Glamour, glitz, theater, comedy, body positivity, freedom of expression and striptease – what’s not to love? The art of burlesque first came onto the scene in the mid-nineteenth century, and though its popularity somewhat cooled in the early 1900s, it’s now having a big moment of revival.
Neo-burlesque, as the movement is called, has people packing cabarets once again. We’ve pulled together a list of top-notch venues every burlesque enthusiast should put on their itinerary.
Allways Lounge and Theater, New Orleans
Allways Lounge and Theater, located in the Faubourg Marigny area of the Big Easy, keeps things sexy with its stacked schedule of live music, comedy shows, and of course, burlesque performances. The cozy stage wrapped in New Orleans magic has become a mainstay of the neighborhood, and the acts push creativity to a whole new level. Inclusivity is important here, and LGBTQ+ acts (including boylesque) are frequently featured on their calendar. Entry cost varies based on the show.
Nasty Boys Saloon, Treviso, Italy
If you’re looking for the winning combination of burlesque, Americana and barbecue, look no further that Nasty Boys Saloon in Treviso, Italy (you thought we were going to say Texas, didn’t you?). This spacious venue hosts music acts of all genres – though it has a soft spot for rockabilly and other old school rock-and-roll acts – and it recently held its first burlesque festival. If you’re looking for a raucous, saloon-style evening, this is your spot.

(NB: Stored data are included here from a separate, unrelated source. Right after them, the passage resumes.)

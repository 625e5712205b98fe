//! Atomic text file operations.
//!
//! Provides a thin layer for safe concurrent access to table files.

use coach_core::CoachError;
use std::fs::{self, File, OpenOptions};
use std::io::Write as IoWrite;
use std::path::{Path, PathBuf};

/// Errors that can occur during atomic file operations.
#[derive(Debug)]
pub enum AtomicFileError {
    /// File I/O error.
    IoError(std::io::Error),
    /// File locking error.
    LockError(String),
}

impl std::fmt::Display for AtomicFileError {
    fn fmt(&self, f: &mut std::fmt::Formatter<'_>) -> std::fmt::Result {
        match self {
            AtomicFileError::IoError(e) => write!(f, "I/O error: {}", e),
            AtomicFileError::LockError(e) => write!(f, "Lock error: {}", e),
        }
    }
}

impl std::error::Error for AtomicFileError {}

impl From<std::io::Error> for AtomicFileError {
    fn from(e: std::io::Error) -> Self {
        AtomicFileError::IoError(e)
    }
}

impl From<AtomicFileError> for CoachError {
    fn from(e: AtomicFileError) -> Self {
        match e {
            AtomicFileError::IoError(io) => CoachError::from(io),
            AtomicFileError::LockError(message) => CoachError::data_access(message),
        }
    }
}

/// A handle to a text file that is always replaced as a whole.
///
/// Provides:
/// - **Atomicity**: Updates are all-or-nothing via tmp file + atomic rename
/// - **Isolation**: File locking prevents concurrent modifications
/// - **Durability**: Explicit fsync before rename
pub struct AtomicTextFile {
    path: PathBuf,
}

impl AtomicTextFile {
    pub fn new(path: PathBuf) -> Self {
        Self { path }
    }

    pub fn path(&self) -> &Path {
        &self.path
    }

    /// Reads the file.
    ///
    /// # Returns
    ///
    /// - `Ok(Some(String))`: File content
    /// - `Ok(None)`: File doesn't exist
    /// - `Err`: Failed to read the file
    pub fn load(&self) -> Result<Option<String>, AtomicFileError> {
        if !self.path.exists() {
            return Ok(None);
        }
        Ok(Some(fs::read_to_string(&self.path)?))
    }

    /// Replaces the file content atomically.
    ///
    /// The content is written to a temporary sibling, fsynced and renamed over
    /// the target while holding the lock file.
    pub fn save(&self, content: &str) -> Result<(), AtomicFileError> {
        if let Some(parent) = self.path.parent() {
            if !parent.exists() {
                fs::create_dir_all(parent)?;
            }
        }

        let _lock = FileLock::acquire(&self.path)?;

        let tmp_path = self.temp_path()?;
        let mut tmp_file = File::create(&tmp_path)?;
        tmp_file.write_all(content.as_bytes())?;
        tmp_file.sync_all()?;
        drop(tmp_file);

        fs::rename(&tmp_path, &self.path)?;

        Ok(())
    }

    fn temp_path(&self) -> Result<PathBuf, AtomicFileError> {
        let parent = self.path.parent().ok_or_else(|| {
            AtomicFileError::IoError(std::io::Error::new(
                std::io::ErrorKind::InvalidInput,
                "Path has no parent directory",
            ))
        })?;

        let file_name = self.path.file_name().ok_or_else(|| {
            AtomicFileError::IoError(std::io::Error::new(
                std::io::ErrorKind::InvalidInput,
                "Path has no file name",
            ))
        })?;

        let tmp_name = format!(".{}.tmp", file_name.to_string_lossy());
        Ok(parent.join(tmp_name))
    }
}

/// A file lock guard that releases the lock when dropped.
///
/// The lock file itself stays on disk: every writer must lock the same inode.
struct FileLock {
    #[allow(dead_code)]
    file: File,
}

impl FileLock {
    fn acquire(path: &Path) -> Result<Self, AtomicFileError> {
        let lock_path = path.with_extension("lock");

        let file = OpenOptions::new()
            .write(true)
            .create(true)
            .truncate(false)
            .open(&lock_path)?;

        #[cfg(unix)]
        {
            use fs2::FileExt;
            file.lock_exclusive().map_err(|e| {
                AtomicFileError::LockError(format!("Failed to acquire lock: {}", e))
            })?;
        }

        Ok(FileLock { file })
    }
}

#[cfg(test)]
mod tests {
    use super::*;
    use tempfile::TempDir;

    #[test]
    fn test_load_nonexistent_file() {
        let temp_dir = TempDir::new().unwrap();
        let file = AtomicTextFile::new(temp_dir.path().join("missing.json"));
        assert!(file.load().unwrap().is_none());
    }

    #[test]
    fn test_save_replaces_content() {
        let temp_dir = TempDir::new().unwrap();
        let file = AtomicTextFile::new(temp_dir.path().join("table.json"));

        file.save("{\"a\":1}").unwrap();
        file.save("{\"b\":2}").unwrap();

        assert_eq!(file.load().unwrap().as_deref(), Some("{\"b\":2}"));
    }

    #[test]
    fn test_no_temp_file_left_behind() {
        let temp_dir = TempDir::new().unwrap();
        let file = AtomicTextFile::new(temp_dir.path().join("table.json"));

        file.save("{}").unwrap();

        assert!(!temp_dir.path().join(".table.json.tmp").exists());
        assert!(temp_dir.path().join("table.json").exists());
    }

    #[test]
    fn test_lock_file_is_kept_between_saves() {
        let temp_dir = TempDir::new().unwrap();
        let lock_path = temp_dir.path().join("table.lock");
        let file = AtomicTextFile::new(temp_dir.path().join("table.json"));

        file.save("{\"a\":1}").unwrap();
        assert!(lock_path.exists());

        file.save("{\"b\":2}").unwrap();
        assert!(lock_path.exists());
        assert_eq!(file.load().unwrap().as_deref(), Some("{\"b\":2}"));
    }

    #[cfg(unix)]
    #[test]
    fn test_save_waits_for_lock_on_same_file() {
        use fs2::FileExt;
        use std::sync::mpsc;
        use std::time::Duration;

        let temp_dir = TempDir::new().unwrap();
        let path = temp_dir.path().join("table.json");
        let file = AtomicTextFile::new(path.clone());
        file.save("first").unwrap();

        let outside = OpenOptions::new()
            .write(true)
            .open(temp_dir.path().join("table.lock"))
            .unwrap();
        outside.lock_exclusive().unwrap();

        let (tx, rx) = mpsc::channel();
        let writer = std::thread::spawn(move || {
            AtomicTextFile::new(path).save("second").unwrap();
            tx.send(()).unwrap();
        });

        assert!(rx.recv_timeout(Duration::from_millis(200)).is_err());
        assert_eq!(file.load().unwrap().as_deref(), Some("first"));

        FileExt::unlock(&outside).unwrap();
        rx.recv_timeout(Duration::from_secs(5)).unwrap();
        writer.join().unwrap();
        assert_eq!(file.load().unwrap().as_deref(), Some("second"));
    }

    #[test]
    fn test_save_creates_parent_directory() {
        let temp_dir = TempDir::new().unwrap();
        let file = AtomicTextFile::new(temp_dir.path().join("nested/dir/table.json"));
        file.save("[]").unwrap();
        assert_eq!(file.load().unwrap().as_deref(), Some("[]"));
    }
}
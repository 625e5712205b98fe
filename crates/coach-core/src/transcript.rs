//! Conversation transcript types.
//!
//! A transcript belongs to a problem, not to a (problem, language) pair: every
//! language of a problem shares the same conversation.

use serde::{Deserialize, Serialize};

/// Canned assistant turn every new transcript opens with.
pub const OPENING_TEXT: &str = "Ask me anything about the problem!";

/// Who wrote a turn.
#[derive(Debug, Clone, Copy, PartialEq, Eq, Serialize, Deserialize)]
#[serde(rename_all = "lowercase")]
pub enum Author {
    User,
    Assistant,
}

/// A single entry in a transcript.
#[derive(Debug, Clone, PartialEq, Eq, Serialize, Deserialize)]
pub struct Turn {
    pub author: Author,
    pub text: String,
}

impl Turn {
    pub fn user(text: impl Into<String>) -> Self {
        Self {
            author: Author::User,
            text: text.into(),
        }
    }

    pub fn assistant(text: impl Into<String>) -> Self {
        Self {
            author: Author::Assistant,
            text: text.into(),
        }
    }
}

/// Ordered conversation turns for one problem.
#[derive(Debug, Clone, PartialEq, Eq, Default, Serialize, Deserialize)]
#[serde(transparent)]
pub struct Transcript {
    turns: Vec<Turn>,
}

impl Transcript {
    /// The state a transcript starts in and returns to when cleared.
    pub fn opening() -> Self {
        Self {
            turns: vec![Turn::assistant(OPENING_TEXT)],
        }
    }

    pub fn from_turns(turns: Vec<Turn>) -> Self {
        Self { turns }
    }

    pub fn push(&mut self, turn: Turn) {
        self.turns.push(turn);
    }

    pub fn turns(&self) -> &[Turn] {
        &self.turns
    }

    pub fn last(&self) -> Option<&Turn> {
        self.turns.last()
    }

    pub fn len(&self) -> usize {
        self.turns.len()
    }

    pub fn is_empty(&self) -> bool {
        self.turns.is_empty()
    }
}
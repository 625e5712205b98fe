//! Network adapters for the mentor backend.

pub mod http_gateway;

pub use http_gateway::HttpBackendGateway;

The cabaret scene in Paris
The Grand Dame of burlesque and cabaret culture, Paris is awash with burlesque options to fit every fancy. If you’re looking for elaborate productions, Le Moulin Rouge and Lido are the most famous options – head to these theaters for flashy cabaret with huge troupes of dancers, detailed sets and all the sparkle. If you’re looking for a more classic, intimate burlesque show, make your way to the La Nouvelle Seine, the floating theater that hosts the cheeky Cabaret Burlesque every weekend; entry is €21.
Skull’s Rainbow Room, Nashville
Tucked away in Nashville’s historic Printer’s Alley, Skull’s Rainbow Room has been entertaining audiences with a wide range of music and performance acts since 1948. Greats including Etta James, Joni Mitchell, Paul McCartney and Johnny Cash have played here, and today it’s home to nightly jazz and a late night burlesque revue that packs the house on the weekends. Performers glide across the bar’s signature checkerboard stage at 10pm on Thursdays and 11pm on Friday and Saturday. Cover for the show is $20.
London Burlesque Festival, London
London is home to a thriving burlesque scene, and the Big Smoke hosts not one, but two large scale burlesque events per year. The London Burlesque Festival features over a hundred variety performers in venues across the city; dates vary by year but generally fall in late spring and early summer. If you miss the main festival, the same folks that bring you the LBF also host the World Burlesque Games, Europe’s largest burlesque competition, in the fall.
Kleine Nachtrevue, Berlin
Berlin’s club and cabaret scene is the stuff of legend, and Kleine Nachtrevue really lives up to the city’s reputation. A scalloped gold ceiling complete with chandelier, theater seating and a shiny mid-century-style bar set the scene for your immersive burlesque experience. The venue hosts early (9pm) and late (11:45) shows, and acts include traditional and modern burlesque. Reserve your seats ahead of time online and pay in cash at the door (no cards accepted); tickets range in price from €20-35.
The stages and museums of Las Vegas
Unsurprisingly, Sin City is an epicenter of burlesque and performance art, hosting an abundance of cabarets and theater shows ranging from traditional burlesque to burlesque-inflected circus shows to hilarious productions featuring burlesque zombies. Vegas is also home to the Burlesque Hall of Fame, a fascinating museum dedicated to the history of the art form in the United States; get a glimpse into the glamour of yesteryear by wandering the photography and costume exhibits.
If you’re new to burlesque shows, you’ll quickly realize that this isn’t like any show you’ve ever been to before. Given the sexy nature of a burlesque performance, it’s important to follow good etiquette as an audience member. A few tips for next time you head down to the theater:
- Never touch the performer unless specifically invited. This is their profession, and touching them during their performances is disrespectful and a violation of consent.
- Know the venue’s tipping policy – some shows allow tips while others don’t. Be prepared by bringing small bills!
- Many shows prohibit photography, so think twice before whipping out that camera and double check with the performer and/or the venue.
- Cheer loud! Burlesque shows invite (respectful) audience interaction, so don’t be afraid to show your favorite performers some love when they pull off a particularly sexy dance move.